## To do:
Write the records out once more. Leave each line exactly as given.

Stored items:

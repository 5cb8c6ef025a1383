use thiserror::Error;

/// Errors produced by type operations.
#[derive(Debug, Error, PartialEq, Eq)]
pub enum TypeError {
    #[error("invalid identifier '{id}': {reason}")]
    InvalidIdentifier { id: String, reason: String },

    #[error("unknown payload type: {0}")]
    UnknownPayloadType(String),

    #[error("malformed property escape at line {line}: {reason}")]
    MalformedProperty { line: usize, reason: String },
}
//! Configuration file handling for asciify.
//!
//! Loads configuration from `~/.config/asciify/config.toml` or a custom path.

use serde::Deserialize;
use std::path::{Path, PathBuf};

/// Configuration file structure for asciify.
/// Loaded from ~/.config/asciify/config.toml (or a custom path via --config).
#[derive(Debug, Deserialize, Default)]
pub struct Config {
    #[serde(default)]
    pub output: OutputConfig,
}

/// Defaults applied when the corresponding CLI flag is absent.
#[derive(Debug, Deserialize, Default)]
pub struct OutputConfig {
    pub width: Option<u32>,
    pub ar_multiplier: Option<f32>,
}

impl Config {
    /// Load configuration from a file path.
    /// Returns default config if the file doesn't exist.
    /// Returns an error if the file exists but cannot be read or parsed.
    pub fn load(path: Option<&Path>) -> Result<Self, ConfigError> {
        let path = path.map(PathBuf::from).unwrap_or_else(default_path);

        if path.exists() {
            let content = std::fs::read_to_string(&path).map_err(|source| ConfigError::Io {
                path: path.clone(),
                source,
            })?;
            let config = toml::from_str(&content).map_err(|source| ConfigError::Parse {
                path: path.clone(),
                source,
            })?;
            Ok(config)
        } else {
            Ok(Config::default())
        }
    }
}

/// Errors that can occur when loading configuration.
#[derive(Debug, thiserror::Error)]
pub enum ConfigError {
    #[error("Failed to read config file '{path}': {source}")]
    Io {
        path: PathBuf,
        source: std::io::Error,
    },

    #[error("Failed to parse config file '{path}': {source}")]
    Parse {
        path: PathBuf,
        source: toml::de::Error,
    },
}

/// Get the default config file path.
pub fn default_path() -> PathBuf {
    dirs::config_dir()
        .map(|d| d.join("asciify").join("config.toml"))
        .unwrap_or_else(|| {
            let home = std::env::var("HOME").unwrap_or_else(|_| ".".to_string());
            PathBuf::from(home).join(".config/asciify/config.toml")
        })
}
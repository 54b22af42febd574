//! ASCII rendering pipeline for converting decoded images to text.
//!
//! The conversion runs in four steps:
//!
//! 1. **Dimension calculation** - target grid size from the source aspect
//!    ratio and a character-cell correction multiplier
//! 2. **Resize + grayscale** - downsample to the grid and reduce to
//!    luminance, both delegated to the `image` crate
//! 3. **Quantization** - map each luminance value to one glyph of [`RAMP`]
//! 4. **Row layout** - split the flat glyph sequence into newline-joined
//!    rows of the target width

mod dimensions;
mod ramp;
mod render;

pub use dimensions::{target_dimensions, DEFAULT_AR_MULTIPLIER};
pub use ramp::{luminance_to_char, map_to_chars, BUCKET_SIZE, RAMP};
pub use render::{render, split_rows};
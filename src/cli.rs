//! CLI argument parsing with clap.

use clap::Parser;
use std::path::PathBuf;

/// Convert an image to ASCII art
#[derive(Parser, Debug)]
#[command(name = "asciify")]
#[command(version, about = "Convert an image to ASCII art", long_about = None)]
pub struct Args {
    /// Image to convert (path or url)
    #[arg(short, long, value_name = "PATH")]
    pub infile: String,

    /// File to write result in
    #[arg(short, long, value_name = "PATH")]
    pub outfile: PathBuf,

    /// Width of output in chars [default: 100]
    #[arg(short, long, value_name = "N")]
    pub width: Option<u32>,

    /// Config file path
    #[arg(long, value_name = "PATH")]
    pub config: Option<PathBuf>,
}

## Response area:
repository 5cb8c6ef025a1383
use thiserror::Error;

/// Errors produced by type operations.
#[derive(Debug, Error, PartialEq, Eq)]
pub enum TypeError {
    #[error("invalid identifier '{id}': {reason}")]
    InvalidIdentifier { id: String, reason: String },

    #[error("unknown payload type: {0}")]
    UnknownPayloadType(String),

    #[error("malformed property escape at line {line}: {reason}")]
    MalformedProperty { line: usize, reason: String },
}
//! Configuration file handling for asciify.
//!
//! Loads configuration from `~/.config/asciify/config.toml` or a custom path.

use serde::Deserialize;
use std::path::{Path, PathBuf};

/// Configuration file structure for asciify.
/// Loaded from ~/.config/asciify/config.toml (or a custom path via --config).
#[derive(Debug, Deserialize, Default)]
pub struct Config {
    #[serde(default)]
    pub output: OutputConfig,
}

/// Defaults applied when the corresponding CLI flag is absent.
#[derive(Debug, Deserialize, Default)]
pub struct OutputConfig {
    pub width: Option<u32>,
    pub ar_multiplier: Option<f32>,
}

impl Config {
    /// Load configuration from a file path.
    /// Returns default config if the file doesn't exist.
    /// Returns an error if the file exists but cannot be read or parsed.
    pub fn load(path: Option<&Path>) -> Result<Self, ConfigError> {
        let path = path.map(PathBuf::from).unwrap_or_else(default_path);

        if path.exists() {
            let content = std::fs::read_to_string(&path).map_err(|source| ConfigError::Io {
                path: path.clone(),
                source,
            })?;
            let config = toml::from_str(&content).map_err(|source| ConfigError::Parse {
                path: path.clone(),
                source,
            })?;
            Ok(config)
        } else {
            Ok(Config::default())
        }
    }
}

/// Errors that can occur when loading configuration.
#[derive(Debug, thiserror::Error)]
pub enum ConfigError {
    #[error("Failed to read config file '{path}': {source}")]
    Io {
        path: PathBuf,
        source: std::io::Error,
    },

    #[error("Failed to parse config file '{path}': {source}")]
    Parse {
        path: PathBuf,
        source: toml::de::Error,
    },
}

/// Get the default config file path.
pub fn default_path() -> PathBuf {
    dirs::config_dir()
        .map(|d| d.join("asciify").join("config.toml"))
        .unwrap_or_else(|| {
            let home = std::env::var("HOME").unwrap_or_else(|_| ".".to_string());
            PathBuf::from(home).join(".config/asciify/config.toml")
        })
}
repository 54b22af42febd574
//! ASCII rendering pipeline for converting decoded images to text.
//!
//! The conversion runs in four steps:
//!
//! 1. **Dimension calculation** - target grid size from the source aspect
//!    ratio and a character-cell correction multiplier
//! 2. **Resize + grayscale** - downsample to the grid and reduce to
//!    luminance, both delegated to the `image` crate
//! 3. **Quantization** - map each luminance value to one glyph of [`RAMP`]
//! 4. **Row layout** - split the flat glyph sequence into newline-joined
//!    rows of the target width

mod dimensions;
mod ramp;
mod render;

pub use dimensions::{target_dimensions, DEFAULT_AR_MULTIPLIER};
pub use ramp::{luminance_to_char, map_to_chars, BUCKET_SIZE, RAMP};
pub use render::{render, split_rows};
filename src/cli.rs
//! CLI argument parsing with clap.

use clap::Parser;
use std::path::PathBuf;

/// Convert an image to ASCII art
#[derive(Parser, Debug)]
#[command(name = "asciify")]
#[command(version, about = "Convert an image to ASCII art", long_about = None)]
pub struct Args {
    /// Image to convert (path or url)
    #[arg(short, long, value_name = "PATH")]
    pub infile: String,

    /// File to write result in
    #[arg(short, long, value_name = "PATH")]
    pub outfile: PathBuf,

    /// Width of output in chars [default: 100]
    #[arg(short, long, value_name = "N")]
    pub width: Option<u32>,

    /// Config file path
    #[arg(long, value_name = "PATH")]
    pub config: Option<PathBuf>,
}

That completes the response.